Per parlare dell’inutile massacro di Dresda, si deve fare un salto di due anni in un’altra parte della Germania. Nella notte del 28 luglio del 1943 Amburgo fu vittima di un attacco aereo. Oltre alle consuete bombe, caddero sulla città bombe incendiarie con fosforo e benzina, oppure bombe a termite, un composto formato da ossido di ferro e alluminio granulare, in grado di sviluppare un calore tale da poter sciogliere il ferro. Il risultato fu spettrale, fiamme di diverse tonalità (dal rosso scarlatto al bianco, passando per il blu) che divorarono ogni cosa. Alcune bombe furono così potenti da sollevare da terra intere case, per non parlare delle vittime, sempre più simili a torce umane, che uscirono, per chi ci riusciva, urlando dalle rovine e agitandosi finché non stramazzarono al suolo. Fu una vera e propria tempesta di fuoco quella che si scatenò sulla città di Amburgo, che sicuramente rappresentò uno dei principali obbiettivi militari degli alleati, essendo non soltanto uno dei più grandi cantieri navali tedeschi, ma anche un crocevia fondamentale per le comunicazioni ed i commerci con l’Europa centrale e sede di molte industrie pesanti, in massima parte collegati anche agli armamenti via terra.

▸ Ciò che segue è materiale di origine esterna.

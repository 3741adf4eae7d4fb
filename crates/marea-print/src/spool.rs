// Copyright 2026 Phillip Cloud
// Licensed under the Apache License, Version 2.0

use anyhow::{Context, Result, anyhow, bail};
use log::{debug, info, warn};
use sha2::{Digest, Sha256};
use std::fs;
use std::path::{Path, PathBuf};
use std::process::{Child, Command, Stdio};
use std::thread;
use std::time::{Duration, SystemTime};

use crate::{APP_NAME, DocumentKind, PrintDocument};

const SPOOL_HASH_HEX_LEN: usize = 12;

/// Somewhere a rendered document can be shown to the user for printing.
pub trait PrintSurface {
    /// Presents `document` and returns where it was written. An `Err` means
    /// no surface could be opened.
    fn present(&mut self, document: &PrintDocument) -> Result<PathBuf>;
}

#[derive(Debug, Clone, PartialEq, Eq)]
pub struct OpenerCommand {
    pub program: String,
    pub args: Vec<String>,
}

impl OpenerCommand {
    /// Splits a configured opener such as `"firefox --new-window"` on
    /// whitespace; the document path is appended as the last argument.
    pub fn parse(raw: &str) -> Result<Self> {
        let mut parts = raw.split_whitespace().map(str::to_owned);
        let program = parts
            .next()
            .ok_or_else(|| anyhow!("print opener is blank -- set [print].opener or remove it"))?;
        Ok(Self {
            program,
            args: parts.collect(),
        })
    }

    pub fn platform_default() -> Self {
        let (program, args): (&str, &[&str]) = if cfg!(target_os = "macos") {
            ("open", &[])
        } else if cfg!(target_os = "windows") {
            ("cmd", &["/C", "start", ""])
        } else {
            ("xdg-open", &[])
        };
        Self {
            program: program.to_owned(),
            args: args.iter().map(|arg| (*arg).to_owned()).collect(),
        }
    }
}

/// Writes documents into a spool directory and hands each file to an
/// external opener (normally the desktop's browser association).
#[derive(Debug, Clone)]
pub struct SpoolSurface {
    dir: PathBuf,
    opener: OpenerCommand,
}

impl SpoolSurface {
    pub fn new(dir: PathBuf, opener: OpenerCommand) -> Self {
        Self { dir, opener }
    }

    pub fn dir(&self) -> &Path {
        &self.dir
    }

    pub fn write(&self, document: &PrintDocument) -> Result<PathBuf> {
        fs::create_dir_all(&self.dir)
            .with_context(|| format!("create spool directory {}", self.dir.display()))?;
        let path = self.dir.join(spool_file_name(document));
        fs::write(&path, &document.html)
            .with_context(|| format!("write spool file {}", path.display()))?;
        debug!("spooled {} to {}", document.kind.label(), path.display());
        Ok(path)
    }
}

impl PrintSurface for SpoolSurface {
    fn present(&mut self, document: &PrintDocument) -> Result<PathBuf> {
        let path = self.write(document)?;
        let spawned = Command::new(&self.opener.program)
            .args(&self.opener.args)
            .arg(&path)
            .stdin(Stdio::null())
            .stdout(Stdio::null())
            .stderr(Stdio::null())
            .spawn();
        let child = match spawned {
            Ok(child) => child,
            Err(error) => {
                warn!(
                    "print opener {} failed for {}: {error}",
                    self.opener.program,
                    path.display()
                );
                bail!(
                    "cannot open print window with {:?}: {error} -- document saved at {}; set [print].opener to a working program",
                    self.opener.program,
                    path.display()
                );
            }
        };
        reap_opener(child, self.opener.program.clone());
        info!(
            "opened {} for quote {} via {}",
            document.kind.label(),
            document.quote_id,
            self.opener.program
        );
        Ok(path)
    }
}

// Waits off the UI thread so a finished opener is not left as a zombie.
fn reap_opener(mut child: Child, program: String) {
    thread::spawn(move || match child.wait() {
        Ok(status) if !status.success() => {
            warn!("print opener {program} exited with {status}");
        }
        Ok(_) => {}
        Err(error) => warn!("cannot wait for print opener {program}: {error}"),
    });
}

/// Content-addressed name so reprinting identical output reuses one file.
pub fn spool_file_name(document: &PrintDocument) -> String {
    let digest = Sha256::digest(document.html.as_bytes());
    let hex = digest
        .iter()
        .take(SPOOL_HASH_HEX_LEN / 2)
        .map(|byte| format!("{byte:02x}"))
        .collect::<String>();
    format!(
        "{}-{}-{hex}.html",
        document.kind.as_str(),
        document.quote_id
    )
}

/// True for names produced by [`spool_file_name`]: `{kind}-{id}-{12 hex}.html`.
pub fn is_spool_file_name(name: &str) -> bool {
    let Some(stem) = name.strip_suffix(".html") else {
        return false;
    };
    let Some(rest) = DocumentKind::ALL
        .iter()
        .find_map(|kind| stem.strip_prefix(kind.as_str())?.strip_prefix('-'))
    else {
        return false;
    };
    let Some((id, hex)) = rest.split_once('-') else {
        return false;
    };
    !id.is_empty()
        && id.bytes().all(|byte| byte.is_ascii_digit())
        && hex.len() == SPOOL_HASH_HEX_LEN
        && hex
            .bytes()
            .all(|byte| byte.is_ascii_digit() || (b'a'..=b'f').contains(&byte))
}

pub fn default_spool_dir() -> Result<PathBuf> {
    let cache_root = dirs::cache_dir().ok_or_else(|| {
        anyhow!("cannot resolve cache directory; set [print].spool_dir in the config file")
    })?;
    Ok(cache_root.join(APP_NAME).join("print"))
}

pub fn evict_stale_spool(dir: &Path, ttl_days: i64) -> Result<usize> {
    if ttl_days <= 0 {
        return Ok(0);
    }
    if !dir.exists() {
        return Ok(0);
    }

    let ttl_secs = u64::try_from(ttl_days)
        .ok()
        .and_then(|days| days.checked_mul(24 * 60 * 60))
        .ok_or_else(|| anyhow!("ttl_days is too large: {ttl_days}"))?;
    let ttl = Duration::from_secs(ttl_secs);
    let now = SystemTime::now();

    let mut removed = 0usize;
    for entry in fs::read_dir(dir).with_context(|| format!("read spool dir {}", dir.display()))? {
        let entry = entry?;
        let path = entry.path();
        let owned = entry
            .file_name()
            .to_str()
            .is_some_and(is_spool_file_name);
        if !owned {
            continue;
        }
        let metadata = match entry.metadata() {
            Ok(metadata) => metadata,
            Err(_) => continue,
        };
        if metadata.is_dir() {
            continue;
        }
        let modified = match metadata.modified() {
            Ok(modified) => modified,
            Err(_) => continue,
        };
        if now.duration_since(modified).unwrap_or(Duration::ZERO) > ttl
            && fs::remove_file(&path).is_ok()
        {
            removed += 1;
        }
    }

    if removed > 0 {
        info!("evicted {removed} stale spool files from {}", dir.display());
    }
    Ok(removed)
}

#[cfg(test)]
mod tests {
    use super::{OpenerCommand, is_spool_file_name, spool_file_name};
    use crate::{DocumentKind, PrintDocument};
    use marea_app::QuoteId;

    fn document(html: &str) -> PrintDocument {
        PrintDocument {
            kind: DocumentKind::WorkOrder,
            quote_id: QuoteId::new(12),
            title: "t".to_owned(),
            html: html.to_owned(),
        }
    }

    #[test]
    fn opener_parse_splits_program_and_args() -> anyhow::Result<()> {
        let opener = OpenerCommand::parse("  firefox --new-window ")?;
        assert_eq!(opener.program, "firefox");
        assert_eq!(opener.args, vec!["--new-window".to_owned()]);
        Ok(())
    }

    #[test]
    fn opener_parse_rejects_blank() {
        let error = OpenerCommand::parse("   ").expect_err("blank opener should fail");
        assert!(error.to_string().contains("print opener is blank"));
    }

    #[test]
    fn spool_name_is_stable_per_content() {
        let first = spool_file_name(&document("<html>a</html>"));
        let again = spool_file_name(&document("<html>a</html>"));
        let other = spool_file_name(&document("<html>b</html>"));

        assert_eq!(first, again);
        assert_ne!(first, other);
        assert!(first.starts_with("work-order-12-"));
        assert!(first.ends_with(".html"));
    }

    #[test]
    fn only_generated_names_count_as_spool_files() {
        assert!(is_spool_file_name(&spool_file_name(&document("<p>x</p>"))));
        assert!(is_spool_file_name("client-quote-3-0123456789ab.html"));

        for foreign in [
            "report.html",
            "family-recipes.html",
            "work-order-notes.html",
            "work-order-3-0123456789ab.htm",
            "work-order--0123456789ab.html",
            "work-order-3-0123456789AB.html",
            "work-order-3-0123456789abc.html",
            "client-quote-x-0123456789ab.html",
            "invoice-3-0123456789ab.html",
        ] {
            assert!(!is_spool_file_name(foreign), "{foreign} treated as spool file");
        }
    }

    #[test]
    fn platform_default_has_a_program() {
        assert!(!OpenerCommand::platform_default().program.is_empty());
    }
}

Sulla città di Amburgo vennero scaricati oltre 9.000 tonnellate di bombe, di cui la metà erano incendiarie, questa grande quantità di esplosivi andò ad impattare su un’area relativamente limitata ma ricca di fabbricati addensati e infiammabili, la mancanza di vento nella zona portò alla formazione di una corrente d’aria ascensionale di inaudita potenza e temperatura. L’elevata temperatura che scaturì in seguito alle esplosioni e agli incendi (dai 600 ai 1.000 gradi centigradi) surriscaldò l’aria che subito prese la via del cielo, facendo inesorabilmente precipitare l’aria fredda verso il suolo, generando venti verso il l’epicentro degli incendi che soffiavano ad una velocità di 300 km/h, al quale era impossibile opporre resistenza. Al centro della tempesta di fuoco si registrò una temperatura compresa tra i 300 e i 400 gradi centigradi e nel quale i cadaveri vennero completamente carbonizzati ridotti a circa un metro di lunghezza. A mano a mano che ci si allontanava dal centro la temperatura diminuiva, ma il calore era comunque così eccessivo da bruciare le vie respiratorie facendo morire le persone per soffocamento, per non parlare di coloro che vennero investiti direttamente dalle esplosioni (o direttamente dal fosforo) o comunque rimasero coinvolti nei crolli. Le vittime furono all’incirca 50.000. Quella notte lo sviluppo della tempesta di fuoco colse di sorpresa anche gli americani e i britannici, responsabili dell’accaduto, ma da quel momento la meccanica di questo tipo di bombardamento fu molto più chiara
La situazione di Dresda era decisamente diversa, si potrebbe dire che era una città prettamente culturale, con pochissime industrie e quelle che vi erano non erano coinvolte nella produzione bellica. Era, in assoluto, la più bella città romantica della Germania, con splendidi edifici storici e gioielli architettonici, cosmopolita e con un’intensa attività culturale. Con una popolazione di circa 600.000 abitanti in rapido aumento, visto l’incessante fiumana di profughi che, come già detto arrivavano da est, incalzati dai soldati sovietici, desiderosi di vendetta per le atrocità che i militari tedeschi avevano perpetrato a loro volta nei confronti della popolazione dell’Europa dell’est. Quindi viene da sé che la situazione era opposta dalla situazione in cui si era trovata la città di Amburgo, essendo questa un obbiettivo fortemente strategico a livello militare.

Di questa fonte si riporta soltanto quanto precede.